Stream Live Chain Data into Your Analytics Stack with Amp
Real-Time, Reorg-Safe Blockchain Event Indexing with SQL
Reliable analytics starts with accurate, queryable blockchain event data. But contract events break the moment reorgs happen.
Most teams end up building custom indexers and ingestion pipelines to transform logs into SQL tables. That means handling reorgs, managing schemas, running backfills, and maintaining infrastructure.
Amp provides a structured pipeline for smart contract events. When a contract emits events, Amp indexes them, reconciles reorgs, and exposes the results as SQL tables. The data stays consistent without custom parsers, reorg logic, or ingestion pipelines.
You write contracts and queries. Amp maintains the data.
Real-Time User Engagement Metrics on a DEX
Analysts often ask questions like:
- “Where do our new users come from?”
- “Which liquidity pools are growing fastest?”
- “How many unique addresses interacted with token X this week vs last?”
These aren't hard questions. But getting reliable answers requires a pipeline most teams don't have. What you actually need:
- Real-time ingestion
- Guaranteed correctness through reorgs
- Queryable SQL tables with semantic meaning (events, entities)
- A pipeline where engineers don't write ABI parsers for every contract
Problem Discovery: Why Traditional Pipelines Fail
Without Amp, teams are prone to encounter the following issues:
Polling an RPC in AWS Lambda Example:
Write code to fetch blocks, decode logs using local ABIs, and manage shards with DynamoDB leases. But:
- Devs spend more time fixing parsers than building BI
- Reorgs cause duplicates and miss reversions
- Every new contract means fresh parsing work
At some point your devs are spending more time on the pipeline than on the product.

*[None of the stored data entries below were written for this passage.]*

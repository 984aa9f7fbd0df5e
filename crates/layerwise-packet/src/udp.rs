use crate::checksum::{is_valid_pseudo_header_checksum, transport_checksum, PseudoHeader};
use crate::error::{Error, Result};
use crate::view::ByteView;
use crate::{check_minimum, fmt_payload, IpProtocol, Layer, LayerKind};
use std::fmt::{Debug, Formatter};

const SOURCE_PORT_OFFSET: usize = 0;
const DESTINATION_PORT_OFFSET: usize = 2;
const LENGTH_OFFSET: usize = 4;
const CHECKSUM_OFFSET: usize = 6;

/// The index of the checksum word.
const CHECKSUM_WORD: usize = 3;

/// Represents a `UDP` packet.
///
/// The internal representation is held in network byte order (big-endian) and all accessor methods
/// take and return data in host byte order, converting as necessary for the given architecture.
pub struct UdpPacket<'a> {
    buf: ByteView<'a>,
}

impl<'a> UdpPacket<'a> {
    pub fn new(packet: &'a mut [u8]) -> Result<Self> {
        Self::from_view(ByteView::new_mut(packet))
    }

    pub fn new_view(packet: &'a [u8]) -> Result<Self> {
        Self::from_view(ByteView::new(packet))
    }

    pub fn from_view(buf: ByteView<'a>) -> Result<Self> {
        check_minimum("UdpPacket", Self::minimum_packet_size(), &buf)?;
        Ok(Self { buf })
    }

    #[must_use]
    pub const fn minimum_packet_size() -> usize {
        8
    }

    #[must_use]
    pub fn get_source(&self) -> u16 {
        u16::from_be_bytes(self.buf.get_bytes(SOURCE_PORT_OFFSET))
    }

    #[must_use]
    pub fn get_destination(&self) -> u16 {
        u16::from_be_bytes(self.buf.get_bytes(DESTINATION_PORT_OFFSET))
    }

    #[must_use]
    pub fn get_length(&self) -> u16 {
        u16::from_be_bytes(self.buf.get_bytes(LENGTH_OFFSET))
    }

    #[must_use]
    pub fn get_checksum(&self) -> u16 {
        u16::from_be_bytes(self.buf.get_bytes(CHECKSUM_OFFSET))
    }

    pub fn set_source(&mut self, val: u16) {
        self.buf.set_bytes(SOURCE_PORT_OFFSET, val.to_be_bytes());
    }

    pub fn set_destination(&mut self, val: u16) {
        self.buf
            .set_bytes(DESTINATION_PORT_OFFSET, val.to_be_bytes());
    }

    pub fn set_length(&mut self, val: u16) {
        self.buf.set_bytes(LENGTH_OFFSET, val.to_be_bytes());
    }

    pub fn set_checksum(&mut self, val: u16) {
        self.buf.set_bytes(CHECKSUM_OFFSET, val.to_be_bytes());
    }

    pub fn set_payload(&mut self, vals: &[u8]) {
        self.buf.set_slice(Self::minimum_packet_size(), vals);
    }

    /// Check the length field agrees with the buffer.
    pub fn check_length(&self) -> Result<()> {
        let length = usize::from(self.get_length());
        if length < Self::minimum_packet_size() {
            Err(Error::length_inconsistency(
                "Udp",
                length,
                Self::minimum_packet_size(),
            ))
        } else if length > self.buf.len() {
            Err(Error::length_inconsistency("Udp", length, self.buf.len()))
        } else {
            Ok(())
        }
    }

    /// The number of bytes covered by this datagram, header included.
    #[must_use]
    pub fn packet_length(&self) -> usize {
        usize::from(self.get_length()).clamp(Self::minimum_packet_size(), self.buf.len())
    }

    /// Calculate the checksum of the datagram as if the stored checksum were zero.
    ///
    /// A computed checksum of zero is returned as all ones.
    #[must_use]
    pub fn calculate_checksum(&self, pseudo: PseudoHeader) -> u16 {
        match transport_checksum(pseudo, IpProtocol::Udp, self.datagram(), CHECKSUM_WORD) {
            0 => 0xFFFF,
            checksum => checksum,
        }
    }

    /// Is the stored checksum correct?
    ///
    /// Over `IPv4` a stored checksum of zero means no checksum was computed.
    #[must_use]
    pub fn is_checksum_valid(&self, pseudo: PseudoHeader) -> bool {
        if self.get_checksum() == 0 && matches!(pseudo, PseudoHeader::Ipv4 { .. }) {
            return true;
        }
        let datagram = self.datagram();
        let length = u32::try_from(datagram.len()).unwrap_or(u32::MAX);
        is_valid_pseudo_header_checksum(pseudo, length, IpProtocol::Udp, datagram)
    }

    pub fn update_checksum(&mut self, pseudo: PseudoHeader) {
        self.set_checksum(0);
        let checksum = self.calculate_checksum(pseudo);
        self.set_checksum(checksum);
    }

    /// Set the length from the size of the buffer and recompute the checksum.
    pub fn update_calculated_values(&mut self, pseudo: PseudoHeader) -> Result<()> {
        let length = u16::try_from(self.buf.len()).map_err(|_| {
            Error::length_inconsistency("Udp", self.buf.len(), usize::from(u16::MAX))
        })?;
        self.set_length(length);
        self.update_checksum(pseudo);
        Ok(())
    }

    #[must_use]
    pub fn packet(&self) -> &[u8] {
        self.buf.as_slice()
    }

    #[must_use]
    pub fn payload(&self) -> &[u8] {
        &self.buf.as_slice()[Self::minimum_packet_size()..self.packet_length()]
    }

    fn datagram(&self) -> &[u8] {
        &self.buf.as_slice()[..self.packet_length()]
    }
}

impl<'a> Layer<'a> for UdpPacket<'a> {
    const KIND: LayerKind = LayerKind::Udp;

    fn try_from_view(view: ByteView<'a>) -> Result<Self> {
        Self::from_view(view)
    }
}

impl Debug for UdpPacket<'_> {
    fn fmt(&self, f: &mut Formatter<'_>) -> std::fmt::Result {
        f.debug_struct("UdpPacket")
            .field("source", &self.get_source())
            .field("destination", &self.get_destination())
            .field("length", &self.get_length())
            .field("checksum", &self.get_checksum())
            .field("payload", &fmt_payload(self.payload()))
            .finish()
    }
}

Firehose + Raw Tables Example:
Index everything into raw tables. Analysts write complex SQL for every metric. Problems:
- Hard to maintain
- Slow queries
- No schema guarantees
Analysts end up reverse-engineering the data instead of using it.
Amp is the Solution
Teams choose Amp for three big reasons:
- Automatic Event → SQL Table Conversion
No ABI coding: Amp introspects ABIs and auto-generates table schemas viaeventTables(abi). - Reorg Handling Built-In
Amp's reorg awareness lets you ingest data while still trusting the results. - Derived Tables for Transformations
Push transformations inside Amp, not in messy Airflow tasks.
Amp Architecture Overview
For a full breakdown of how Amp's architecture works, see the docs. Here's a quick overview of how the ampd daemon runs as a server that provides two query interfaces:
| Interface | Protocol | Use Case |
|---|---|---|
| Arrow Flight | gRPC | High-performance binary streaming for analytics tools |
Data flows through extractors into Apache Parquet files stored in object storage (S3/GCS/local), with metadata tracked in PostgreSQL.
Prerequisites
To run Amp, you first need a PostgreSQL database for metadata:
docker compose up -dThis runs the metadata DB at postgresql://postgres:postgres@localhost:5432/amp. Configure it in your config file:
[metadata_db]
url = "postgresql://postgres:postgres@localhost:5432/amp"Implementation Example: Step by Step
The examples in this guide use Amp-managed staging and production datasets, which require approved access. To get started with Amp, reach out to the Edge & Node team. They'll help you set up access and connect quickly. Once it's enabled, you can run the examples as shown and start querying live data.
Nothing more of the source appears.